Berenice chega a fazer de 10 a 15 máscaras por dia e Benice 300 por mês, mas pretende chegar a meta das 30 mil máscaras junto aos grupos de doação. E com a alta demanda, começou a vendê-las sob encomenda. Mesmo ocupadas diariamente com a intensa quantidade de trabalho, há momentos em que as irmãs sentem saudades dos pais, dos filhos e dos netos que não podem visitar. Benice sente falta também da sua seresta, pois adora dançar, e Berenice, dos amigos que ficaram em Brasília. As duas são saudosas das reuniões familiares, em que cada reencontro era motivo de festa para a celebração da vida.

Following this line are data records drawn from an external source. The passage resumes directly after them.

#[cfg(test)]
mod tests {
    use super::*;
    use crate::protocol::FrameCodec;
    use serde_json::json;
    use tokio::io::{duplex, AsyncWriteExt, DuplexStream};

    /// Write envelopes to / read envelopes from the raw side of a duplex.
    struct RawPeer {
        stream: DuplexStream,
        codec: FrameCodec,
    }

    impl RawPeer {
        fn new(stream: DuplexStream) -> Self {
            Self {
                stream,
                codec: FrameCodec::new(),
            }
        }

        async fn send(&mut self, value: Value) {
            let frame = self.codec.encode(value.to_string().as_bytes()).unwrap();
            self.stream.write_all(&frame).await.unwrap();
        }

        async fn recv(&mut self) -> Value {
            let mut buf = [0u8; 4096];
            loop {
                let mut out = Vec::new();
                let n = self.stream.read(&mut buf).await.unwrap();
                assert!(n > 0, "unexpected EOF");
                self.codec
                    .decode(&buf[..n], |p| out.push(serde_json::from_slice(&p).unwrap()))
                    .unwrap();
                if let Some(v) = out.into_iter().next() {
                    return v;
                }
            }
        }
    }

    fn pair(config: ChannelConfig) -> (RpcChannel, RawPeer) {
        let (ours, theirs) = duplex(64 * 1024);
        let channel = RpcChannel::from_stream(ours, config).unwrap();
        (channel, RawPeer::new(theirs))
    }

    #[test]
    fn test_call_ids_format() {
        let ids = CallIds::new(Some(0xab));
        let first = ids.next();
        let second = ids.next();

        assert!(first.starts_with("00000000000000ab-"));
        assert!(first.ends_with("-1"));
        assert!(second.ends_with("-2"));
        assert!(ids.is_own(&first));
        assert!(!ids.is_own("00000000000000ab-0-1"));
    }

    #[test]
    fn test_call_ids_unique_per_channel() {
        let a = CallIds::new(Some(1));
        let b = CallIds::new(Some(1));
        assert_ne!(a.next(), b.next());
    }

    #[test]
    fn test_process_seed_is_stable() {
        assert_eq!(process_seed(), process_seed());
    }

    #[tokio::test]
    async fn test_request_envelope_on_wire() {
        let (channel, mut peer) = pair(ChannelConfig::default().id_seed(7));

        let call = tokio::spawn({
            let channel = channel.clone();
            async move { channel.call(&json!({"x": 1})).await }
        });

        let request = peer.recv().await;
        assert_eq!(request["data"], json!({"x": 1}));
        let id = request["id"].as_str().unwrap().to_string();
        assert!(id.starts_with("0000000000000007-"));
        assert!(request.get("error").is_none());

        peer.send(json!({"id": id, "data": {"y": 2}})).await;
        assert_eq!(call.await.unwrap().unwrap(), json!({"y": 2}));
        assert_eq!(channel.pending_calls(), 0);
    }

    #[tokio::test]
    async fn test_null_error_is_success() {
        let (channel, mut peer) = pair(ChannelConfig::default());

        let call = tokio::spawn({
            let channel = channel.clone();
            async move { channel.call(&1).await }
        });

        let id = peer.recv().await["id"].clone();
        peer.send(json!({"id": id, "data": "ok", "error": null})).await;
        assert_eq!(call.await.unwrap().unwrap(), json!("ok"));
    }

    #[tokio::test]
    async fn test_remote_error_rejects_call() {
        let (channel, mut peer) = pair(ChannelConfig::default());

        let call = tokio::spawn({
            let channel = channel.clone();
            async move { channel.call(&1).await }
        });

        let id = peer.recv().await["id"].clone();
        peer.send(json!({"id": id, "error": {"code": "ENOENT", "message": "gone"}}))
            .await;

        let err = call.await.unwrap().unwrap_err();
        let remote = err.as_remote().unwrap();
        assert!(remote.has_code("ENOENT"));
        assert_eq!(remote.message, "gone");
    }

    #[tokio::test]
    async fn test_handler_response_echoes_numeric_id() {
        let (channel, mut peer) = pair(ChannelConfig::default());
        channel.set_handler(|data| async move { Ok(json!({"got": data})) });

        peer.send(json!({"id": 17, "data": "hi"})).await;
        assert_eq!(peer.recv().await, json!({"id": 17, "data": {"got": "hi"}}));
    }

    #[tokio::test]
    async fn test_own_prefix_is_not_handled() {
        let (channel, mut peer) = pair(ChannelConfig::default());
        channel.set_handler(|data| async move { Ok(data) });

        // Looks like one of our ids but nothing is pending under it
        let stale = format!("{}999", channel.inner.ids.prefix);
        peer.send(json!({"id": stale, "data": 1})).await;
        peer.send(json!({"id": "peer-1", "data": 2})).await;

        assert_eq!(peer.recv().await, json!({"id": "peer-1", "data": 2}));
    }

    #[tokio::test]
    async fn test_malformed_payload_keeps_channel_open() {
        let (channel, mut peer) = pair(ChannelConfig::default());
        channel.set_handler(|data| async move { Ok(data) });

        let frame = peer.codec.encode(b"not json").unwrap();
        peer.stream.write_all(&frame).await.unwrap();
        peer.send(json!([1, 2, 3])).await;
        peer.send(json!({"id": "p-1", "data": "still here"})).await;

        assert_eq!(peer.recv().await, json!({"id": "p-1", "data": "still here"}));
        assert!(!channel.is_closed());
    }

    #[tokio::test]
    async fn test_oversized_header_closes_channel() {
        let (channel, mut peer) = pair(ChannelConfig::default().max_payload_size(16));

        peer.stream.write_all(&[0, 0, 1, 0]).await.unwrap();
        channel.closed().await;
        assert!(channel.is_closed());
    }

    #[tokio::test]
    async fn test_handler_response_too_large() {
        let (channel, mut peer) = pair(ChannelConfig::default().max_payload_size(128));
        channel.set_handler(|_| async move { Ok(json!("x".repeat(1024))) });

        peer.send(json!({"id": "p-1", "data": null})).await;
        let response = peer.recv().await;
        assert_eq!(response["id"], "p-1");
        assert_eq!(response["error"]["code"], TOO_LARGE_CODE);
    }

    #[tokio::test]
    async fn test_busy_when_handler_limit_reached() {
        let (channel, mut peer) = pair(ChannelConfig::default().max_concurrent_handlers(1));
        let (release_tx, release_rx) = tokio::sync::oneshot::channel::<()>();
        let release_rx = Arc::new(tokio::sync::Mutex::new(Some(release_rx)));

        channel.set_handler(move |data| {
            let release_rx = release_rx.clone();
            async move {
                if let Some(rx) = release_rx.lock().await.take() {
                    let _ = rx.await;
                }
                Ok(data)
            }
        });

        peer.send(json!({"id": "slow", "data": 1})).await;
        // Let the first handler start and hold the permit
        tokio::time::sleep(Duration::from_millis(20)).await;
        peer.send(json!({"id": "rejected", "data": 2})).await;

        let busy = peer.recv().await;
        assert_eq!(busy["id"], "rejected");
        assert_eq!(busy["error"]["code"], BUSY_CODE);

        release_tx.send(()).unwrap();
        assert_eq!(peer.recv().await, json!({"id": "slow", "data": 1}));
    }

    #[tokio::test]
    async fn test_notification_gets_no_response() {
        let (channel, mut peer) = pair(ChannelConfig::default());
        let (seen_tx, mut seen_rx) = tokio::sync::mpsc::unbounded_channel();
        channel.set_sync_handler(move |data| {
            let _ = seen_tx.send(data.clone());
            Ok(data)
        });

        peer.send(json!({"data": "note"})).await;
        peer.send(json!({"id": "p-1", "data": "req"})).await;

        assert_eq!(seen_rx.recv().await.unwrap(), json!("note"));
        // The only frame on the wire is the response to the request
        assert_eq!(peer.recv().await, json!({"id": "p-1", "data": "req"}));
    }

    #[tokio::test]
    async fn test_close_rejects_pending_and_later_calls() {
        let (channel, _peer) = pair(ChannelConfig::default());

        let call = tokio::spawn({
            let channel = channel.clone();
            async move { channel.call(&1).await }
        });
        while channel.pending_calls() == 0 {
            tokio::task::yield_now().await;
        }

        channel.close();
        assert!(matches!(call.await.unwrap(), Err(RpcError::ChannelClosed)));
        assert!(matches!(channel.call(&2).await, Err(RpcError::ChannelClosed)));
        assert_eq!(channel.pending_calls(), 0);
        channel.closed().await;
    }

    #[tokio::test]
    async fn test_request_too_large_is_not_registered() {
        let (channel, mut peer) = pair(ChannelConfig::default().max_payload_size(32));

        let err = channel.call(&"y".repeat(100)).await.unwrap_err();
        assert!(matches!(err, RpcError::PayloadTooLarge { .. }));
        assert_eq!(channel.pending_calls(), 0);
        assert!(!channel.is_closed());

        // Nothing reached the wire
        let mut buf = [0u8; 64];
        let read = tokio::time::timeout(Duration::from_millis(50), peer.stream.read(&mut buf));
        assert!(read.await.is_err());
    }

    #[tokio::test]
    async fn test_unmatched_error_envelope_is_dropped() {
        let (channel, mut peer) = pair(ChannelConfig::default());
        let (seen_tx, mut seen_rx) = tokio::sync::mpsc::unbounded_channel();
        channel.set_sync_handler(move |data| {
            let _ = seen_tx.send(data.clone());
            Ok(data)
        });

        peer.send(json!({"id": "other-1", "error": "x"})).await;
        peer.send(json!({"id": "p-1", "data": 1})).await;

        assert_eq!(peer.recv().await, json!({"id": "p-1", "data": 1}));
        // Only the request reached the handler
        assert_eq!(seen_rx.recv().await.unwrap(), json!(1));
        assert!(seen_rx.try_recv().is_err());
    }

    #[tokio::test]
    async fn test_cancelled_handler_task_reports_code() {
        let task = tokio::spawn(std::future::pending::<HandlerResult>());
        task.abort();

        let err = handler_outcome(task.await, Some("p-1")).unwrap_err();
        assert_eq!(
            err.to_wire(),
            json!({"code": CANCELED_CODE, "message": "handler cancelled"})
        );
    }
}
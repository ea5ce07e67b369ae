//! JSON codec using `serde_json`.
//!
//! Reads always go through [`JsonCodec::decode`]. Writes go through the
//! channel's [`Serializer`](super::Serializer), which defaults to
//! [`JsonCodec::encode`].

use serde::de::DeserializeOwned;
use serde::Serialize;
use serde_json::Value;

use crate::error::Result;

/// JSON codec for envelopes and payload values.
pub struct JsonCodec;

impl JsonCodec {
    /// Encode a value to compact JSON bytes.
    #[inline]
    pub fn encode<T: Serialize + ?Sized>(value: &T) -> Result<Vec<u8>> {
        Ok(serde_json::to_vec(value)?)
    }

    /// Decode JSON bytes into `T`.
    #[inline]
    pub fn decode<T: DeserializeOwned>(bytes: &[u8]) -> Result<T> {
        Ok(serde_json::from_slice(bytes)?)
    }

    /// Convert any serializable value into a JSON tree.
    #[inline]
    pub fn to_value<T: Serialize + ?Sized>(value: &T) -> Result<Value> {
        Ok(serde_json::to_value(value)?)
    }

    /// Convert a JSON tree into `T`.
    #[inline]
    pub fn from_value<T: DeserializeOwned>(value: Value) -> Result<T> {
        Ok(serde_json::from_value(value)?)
    }
}
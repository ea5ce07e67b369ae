//! Listener builder and accept loop.
//!
//! The [`ListenerBuilder`] provides a fluent API for configuring the
//! channels a listener produces. [`RpcListener`] manages the lifecycle:
//! 1. Unlink a stale socket file and bind
//! 2. Accept connections, wrapping each in an [`RpcChannel`]
//! 3. Install the default handler and hand the channel to `on_connection`
//! 4. Start the channel's read loop
//!
//! Closing the listener stops accepting and removes the socket file.
//! Channels already accepted stay open.
//!
//! # Example
//!
//! ```no_run
//! use udsocket_rpc::RpcListener;
//! use serde_json::json;
//!
//! # async fn run() -> udsocket_rpc::Result<()> {
//! let listener = RpcListener::builder()
//!     .handler(|data| async move { Ok(json!({ "echo": data })) })
//!     .on_connection(|channel| tracing::info!("accepted {:?}", channel))
//!     .on_error(|err| tracing::warn!("listener error: {}", err))
//!     .start("/tmp/app.sock")
//!     .await?;
//!
//! listener.wait_for_shutdown().await;
//! # Ok(())
//! # }
//! ```

use std::future::Future;
use std::path::{Path, PathBuf};
use std::sync::Arc;
use std::time::Duration;

use crate::channel::RpcChannel;
use crate::config::ChannelConfig;
use crate::error::{Result, RpcError};
use crate::handler::{FnHandler, Handler, HandlerResult};
use crate::protocol::HeaderFormat;
use crate::shutdown::Shutdown;
use crate::transport::PipeListener;

/// Pause after a failed accept before trying again.
const ACCEPT_BACKOFF: Duration = Duration::from_millis(50);

type ConnectionCallback = Arc<dyn Fn(RpcChannel) + Send + Sync>;
type ErrorCallback = Arc<dyn Fn(&RpcError) + Send + Sync>;
type CloseCallback = Arc<dyn Fn() + Send + Sync>;

/// Builder for configuring and starting an [`RpcListener`].
#[derive(Default)]
pub struct ListenerBuilder {
    config: ChannelConfig,
    handler: Option<Arc<dyn Handler>>,
    on_connection: Option<ConnectionCallback>,
    on_error: Option<ErrorCallback>,
    on_close: Option<CloseCallback>,
}

impl ListenerBuilder {
    /// Create a new listener builder.
    pub fn new() -> Self {
        Self::default()
    }

    /// Configuration cloned into every accepted channel.
    pub fn config(mut self, config: ChannelConfig) -> Self {
        self.config = config;
        self
    }

    /// Set the call timeout of accepted channels.
    ///
    /// Default: 5000 ms
    pub fn timeout(mut self, timeout: Duration) -> Self {
        self.config.timeout = timeout;
        self
    }

    /// Set the header layout of accepted channels.
    ///
    /// Default: [`HeaderFormat::Binary`]
    pub fn header_format(mut self, format: HeaderFormat) -> Self {
        self.config.header_format = format;
        self
    }

    /// Set the maximum payload size of accepted channels.
    ///
    /// Default: 1 MiB
    pub fn max_payload_size(mut self, max: u32) -> Self {
        self.config.max_payload_size = max;
        self
    }

    /// Handler installed on every accepted channel.
    ///
    /// `on_connection` may still replace it per channel.
    pub fn handler<F, Fut>(mut self, handler: F) -> Self
    where
        F: Fn(serde_json::Value) -> Fut + Send + Sync + 'static,
        Fut: Future<Output = HandlerResult> + Send + 'static,
    {
        self.handler = Some(Arc::new(FnHandler::new(handler)));
        self
    }

    /// Shared handler installed on every accepted channel.
    pub fn shared_handler(mut self, handler: Arc<dyn Handler>) -> Self {
        self.handler = Some(handler);
        self
    }

    /// Called for each accepted channel before it starts reading.
    pub fn on_connection<F>(mut self, callback: F) -> Self
    where
        F: Fn(RpcChannel) + Send + Sync + 'static,
    {
        self.on_connection = Some(Arc::new(callback));
        self
    }

    /// Called for bind and accept failures, and for channels that could not
    /// be set up.
    pub fn on_error<F>(mut self, callback: F) -> Self
    where
        F: Fn(&RpcError) + Send + Sync + 'static,
    {
        self.on_error = Some(Arc::new(callback));
        self
    }

    /// Called once the listener has stopped accepting.
    pub fn on_close<F>(mut self, callback: F) -> Self
    where
        F: Fn() + Send + Sync + 'static,
    {
        self.on_close = Some(Arc::new(callback));
        self
    }

    /// Bind the socket and start accepting.
    ///
    /// Any existing file at `path` is removed first.
    pub async fn start(self, path: impl AsRef<Path>) -> Result<RpcListener> {
        self.config.validate()?;

        let pipe = match PipeListener::bind(path.as_ref()).await {
            Ok(pipe) => pipe,
            Err(e) => {
                tracing::warn!("Failed to bind {}: {}", path.as_ref().display(), e);
                if let Some(on_error) = &self.on_error {
                    on_error(&e);
                }
                return Err(e);
            }
        };
        let path = pipe.path().to_path_buf();
        tracing::debug!("Listening on {}", path.display());

        let shutdown = Shutdown::new();
        let terminated = Shutdown::new();

        tokio::spawn(accept_loop(
            pipe,
            self,
            shutdown.clone(),
            terminated.clone(),
        ));

        Ok(RpcListener {
            path,
            shutdown,
            terminated,
        })
    }
}

/// A running listener.
///
/// Dropping the handle does not stop the listener; call
/// [`close`](Self::close).
pub struct RpcListener {
    path: PathBuf,
    shutdown: Shutdown,
    terminated: Shutdown,
}

impl RpcListener {
    /// Create a new listener builder.
    pub fn builder() -> ListenerBuilder {
        ListenerBuilder::new()
    }

    /// Socket path the listener is bound to.
    pub fn path(&self) -> &Path {
        &self.path
    }

    /// Stop accepting and remove the socket file. Idempotent.
    pub fn close(&self) {
        if self.shutdown.trigger() {
            tracing::debug!("Closing listener on {}", self.path.display());
        }
    }

    /// True once [`close`](Self::close) was called.
    pub fn is_closed(&self) -> bool {
        self.shutdown.is_triggered()
    }

    /// Wait until the accept loop has stopped and the socket file is gone.
    pub async fn wait_for_shutdown(&self) {
        self.terminated.wait().await;
    }
}

async fn accept_loop(
    pipe: PipeListener,
    builder: ListenerBuilder,
    shutdown: Shutdown,
    terminated: Shutdown,
) {
    let ListenerBuilder {
        config,
        handler,
        on_connection,
        on_error,
        on_close,
    } = builder;

    let report = |err: &RpcError| {
        if let Some(on_error) = &on_error {
            on_error(err);
        }
    };

    loop {
        let accepted = tokio::select! {
            accepted = pipe.accept() => accepted,
            _ = shutdown.wait() => break,
        };

        let stream = match accepted {
            Ok(stream) => stream,
            Err(e) => {
                tracing::warn!("Accept failed: {}", e);
                report(&e);
                tokio::time::sleep(ACCEPT_BACKOFF).await;
                continue;
            }
        };

        let (channel, reader_task) = match RpcChannel::prepare_unix(stream, config.clone()) {
            Ok(prepared) => prepared,
            Err(e) => {
                tracing::warn!("Failed to set up accepted channel: {}", e);
                report(&e);
                continue;
            }
        };

        if let Some(handler) = &handler {
            channel.set_shared_handler(handler.clone());
        }
        if let Some(on_connection) = &on_connection {
            on_connection(channel);
        }
        tokio::spawn(reader_task);
    }

    // Unlinks the socket file
    drop(pipe);

    if let Some(on_close) = &on_close {
        on_close();
    }
    terminated.trigger();
}
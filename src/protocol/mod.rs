//! Protocol module - wire format, framing and the message envelope.
//!
//! This module implements the data path below the RPC layer:
//! - fixed-width length header encoding/decoding
//! - arena-backed frame encoder
//! - frame buffer for reassembling partial reads
//! - the `{id, data, error}` envelope

mod encoder;
mod envelope;
mod frame;
mod frame_buffer;
mod wire_format;

pub use encoder::{default_arena_size, FrameEncoder};
pub use envelope::Envelope;
pub use frame::FrameCodec;
pub use frame_buffer::FrameBuffer;
pub use wire_format::{
    effective_max_payload, validate_payload_len, HeaderFormat, ARENA_FRAMES,
    BINARY_HEADER_SIZE, DECIMAL_HEADER_SIZE, DECIMAL_MAX_PAYLOAD_SIZE, DEFAULT_MAX_PAYLOAD_SIZE,
    MAX_ARENA_SIZE,
};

Mas toda a saudade e o distanciamento são por uma boa causa: a esperança para que, no futuro, todo o esforço seja recompensado; Benice volte a sair para dançar e Berenice volte a ver os amigos, e que juntas organizem a próxima festa em família. O artesanato e a confecção de máscaras tem sido uma terapia na vida das irmãs, que agora irá ajudar na vida de muitas pessoas. “Não recebo mais doação de tecidos, agora sou eu que estou doando”, relata Benice. Em Brasília e Tocantins, trabalho é o que não falta, e a quarentena não as paralisou, continuam ativas com seus propósitos.
Benice e Berenice estão ocupadas. Não param. Distantes sob o som das máquinas de costura, nem o tempo, nem o lugar as separam. Estão cada dia mais juntas por meio das linhas, agulhas, pela solidariedade e pelo sentimento de ajuda ao próximo.